Justin Appel
Dear Friends,
This morning’s readings include several sections of Psalm 119—Qoph, Resh, Shin and Taw. These sections contain words about prayer that have been of great importance to the Christian tradition:
“Early in the morning I cry out to you.”
“My eyes are open in the night watches.”
“Seven times a day do I praise you.”
These texts have been taken as inspiration for specific prayer practices in monastic orders, which have developed elaborate systems of daily “offices,” including night vigils, that allow a community to organize their lives around prayer.
We, too, as secular folk, living as we do in the world, also take our cues from this language, along with St. Paul’s admonition to “pray without ceasing.”
These segments raise the question, how are we supposed to read these psalms?
It’s difficult to read Psalm 119, for instance, straight through and “claim it” as your own.
Do I really love God’s law? Will I always obey that law “forever and ever?” Do I “hate every false way?”

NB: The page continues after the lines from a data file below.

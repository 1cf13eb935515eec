use serde::Deserialize;
use std::fs;
use std::path::Path;

pub const DEFAULT_MODEL: &str = "facebook/bart-large-cnn";
pub const MAX_INPUT_TOKENS: usize = 1024;
pub const NUM_BEAMS: usize = 4;
pub const LENGTH_PENALTY: f32 = 2.0;
pub const EARLY_STOPPING: bool = true;
pub const DEFAULT_MAX_LENGTH: usize = 50;
pub const DEFAULT_MIN_LENGTH: usize = 25;

#[derive(Debug, thiserror::Error)]
pub enum ConfigError {
    #[error("Failed to read config file {path}: {source}")]
    Io {
        path: String,
        source: std::io::Error,
    },
    #[error("Failed to deserialize JSON from {path}: {source}")]
    Json {
        path: String,
        source: serde_json::Error,
    },
    #[error("Invalid model configuration: {0}")]
    Invalid(String),
}

fn default_layer_norm_eps() -> f32 {
    1e-5
}

fn default_activation() -> String {
    "gelu".to_string()
}

fn default_bos() -> u32 {
    0
}

fn default_pad() -> u32 {
    1
}

fn default_eos() -> u32 {
    2
}

/// The parts of a BART-family `config.json` the forward pass and decoder need.
#[derive(Deserialize, Debug, Clone)]
pub struct BartConfig {
    pub vocab_size: usize,
    pub max_position_embeddings: usize,
    pub d_model: usize,
    pub encoder_layers: usize,
    pub decoder_layers: usize,
    pub encoder_attention_heads: usize,
    pub decoder_attention_heads: usize,
    pub encoder_ffn_dim: usize,
    pub decoder_ffn_dim: usize,
    #[serde(default = "default_activation", alias = "hidden_act")]
    pub activation_function: String,
    #[serde(default)]
    pub scale_embedding: bool,
    #[serde(default)]
    pub normalize_before: bool,
    #[serde(default)]
    pub add_final_layer_norm: bool,
    #[serde(default = "default_layer_norm_eps", alias = "layer_norm_epsilon")]
    pub layer_norm_eps: f32,
    #[serde(default = "default_bos")]
    pub bos_token_id: u32,
    #[serde(default = "default_pad")]
    pub pad_token_id: u32,
    #[serde(default = "default_eos")]
    pub eos_token_id: u32,
    pub decoder_start_token_id: Option<u32>,
    pub forced_bos_token_id: Option<u32>,
    pub forced_eos_token_id: Option<u32>,
    #[serde(default)]
    pub no_repeat_ngram_size: usize,
    #[serde(default)]
    pub model_type: Option<String>,
}

impl BartConfig {
    pub fn load(config_path: impl AsRef<Path>) -> Result<Self, ConfigError> {
        let path = config_path.as_ref();
        let contents = fs::read_to_string(path).map_err(|source| ConfigError::Io {
            path: path.display().to_string(),
            source,
        })?;
        let config: BartConfig =
            serde_json::from_str(&contents).map_err(|source| ConfigError::Json {
                path: path.display().to_string(),
                source,
            })?;
        config.validate()?;
        Ok(config)
    }

    pub fn validate(&self) -> Result<(), ConfigError> {
        let sizes = [
            ("vocab_size", self.vocab_size),
            ("d_model", self.d_model),
            ("encoder_attention_heads", self.encoder_attention_heads),
            ("decoder_attention_heads", self.decoder_attention_heads),
            ("encoder_ffn_dim", self.encoder_ffn_dim),
            ("decoder_ffn_dim", self.decoder_ffn_dim),
            ("max_position_embeddings", self.max_position_embeddings),
        ];
        if let Some((name, _)) = sizes.iter().find(|(_, v)| *v == 0) {
            return Err(ConfigError::Invalid(format!("{} must be positive", name)));
        }
        for heads in [self.encoder_attention_heads, self.decoder_attention_heads] {
            if self.d_model % heads != 0 {
                return Err(ConfigError::Invalid(format!(
                    "d_model ({}) must be divisible by the number of heads ({})",
                    self.d_model, heads
                )));
            }
        }
        if let Some(model_type) = &self.model_type {
            if !matches!(model_type.as_str(), "bart" | "mbart") {
                log::warn!("config declares model_type '{}', treating it as BART", model_type);
            }
        }
        Ok(())
    }

    pub fn decoder_start_token_id(&self) -> u32 {
        self.decoder_start_token_id.unwrap_or(self.eos_token_id)
    }
}

/// Model-side generation defaults. Optional fields in `generation_config.json`
/// override what `config.json` declares.
#[derive(Debug, Clone, PartialEq)]
pub struct GenerationDefaults {
    pub decoder_start_token_id: u32,
    pub eos_token_id: u32,
    pub pad_token_id: u32,
    pub forced_bos_token_id: Option<u32>,
    pub forced_eos_token_id: Option<u32>,
    pub no_repeat_ngram_size: usize,
}

#[derive(Deserialize, Debug, Default)]
struct GenerationConfigFile {
    decoder_start_token_id: Option<u32>,
    eos_token_id: Option<u32>,
    pad_token_id: Option<u32>,
    forced_bos_token_id: Option<u32>,
    forced_eos_token_id: Option<u32>,
    no_repeat_ngram_size: Option<usize>,
}

impl GenerationDefaults {
    pub fn from_config(config: &BartConfig) -> Self {
        Self {
            decoder_start_token_id: config.decoder_start_token_id(),
            eos_token_id: config.eos_token_id,
            pad_token_id: config.pad_token_id,
            forced_bos_token_id: config.forced_bos_token_id,
            forced_eos_token_id: config.forced_eos_token_id,
            no_repeat_ngram_size: config.no_repeat_ngram_size,
        }
    }

    pub fn with_overrides_from(mut self, path: impl AsRef<Path>) -> Result<Self, ConfigError> {
        let path = path.as_ref();
        let contents = fs::read_to_string(path).map_err(|source| ConfigError::Io {
            path: path.display().to_string(),
            source,
        })?;
        let file: GenerationConfigFile =
            serde_json::from_str(&contents).map_err(|source| ConfigError::Json {
                path: path.display().to_string(),
                source,
            })?;

        if let Some(id) = file.decoder_start_token_id {
            self.decoder_start_token_id = id;
        }
        if let Some(id) = file.eos_token_id {
            self.eos_token_id = id;
        }
        if let Some(id) = file.pad_token_id {
            self.pad_token_id = id;
        }
        if file.forced_bos_token_id.is_some() {
            self.forced_bos_token_id = file.forced_bos_token_id;
        }
        if file.forced_eos_token_id.is_some() {
            self.forced_eos_token_id = file.forced_eos_token_id;
        }
        if let Some(n) = file.no_repeat_ngram_size {
            self.no_repeat_ngram_size = n;
        }
        Ok(self)
    }
}

/// Output length bounds, in decoder tokens (decoder start token included).
#[derive(Debug, Clone, Copy, PartialEq, Eq)]
pub struct SummarizeParams {
    pub max_length: usize,
    pub min_length: usize,
}

impl Default for SummarizeParams {
    fn default() -> Self {
        Self {
            max_length: DEFAULT_MAX_LENGTH,
            min_length: DEFAULT_MIN_LENGTH,
        }
    }
}

impl SummarizeParams {
    pub fn validate(&self) -> Result<(), ConfigError> {
        if self.min_length == 0 {
            return Err(ConfigError::Invalid("min_length must be positive".to_string()));
        }
        if self.min_length > self.max_length {
            return Err(ConfigError::Invalid(format!(
                "min_length ({}) must not exceed max_length ({})",
                self.min_length, self.max_length
            )));
        }
        Ok(())
    }
}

These and many other phrases in the psalms make it difficult to own the psalm as one’s own prayer—at least they do for me, because I know I’m not blameless. I sin frequently, am often ambivalent in my intention to follow God’s law, and I certainly cannot claim to be ready for God’s judgment, as the psalmist sometimes seems to be.
So, how do we read these prayers?
I find it rather unsatisfying to simply look at these from a historical-critical perspective, to say these psalms express strong human emotions, some of which are laudable and others of which should actually be avoided, and that all of this has to do with a specific context and time—which is to say, in the deep past.
Rather, the Church has a tradition of reading the Psalms in such a way that we “enter into the mind of Christ.”
This and every other Scriptural passage become for us opportunities to look to Christ as the one in whom the law of God is fulfilled. Thus, every intention in the psalm becomes for us a way to express our hope that, as we learn to pray the words, we will grow in God’s grace and become the kind of people that love, pray, and obey.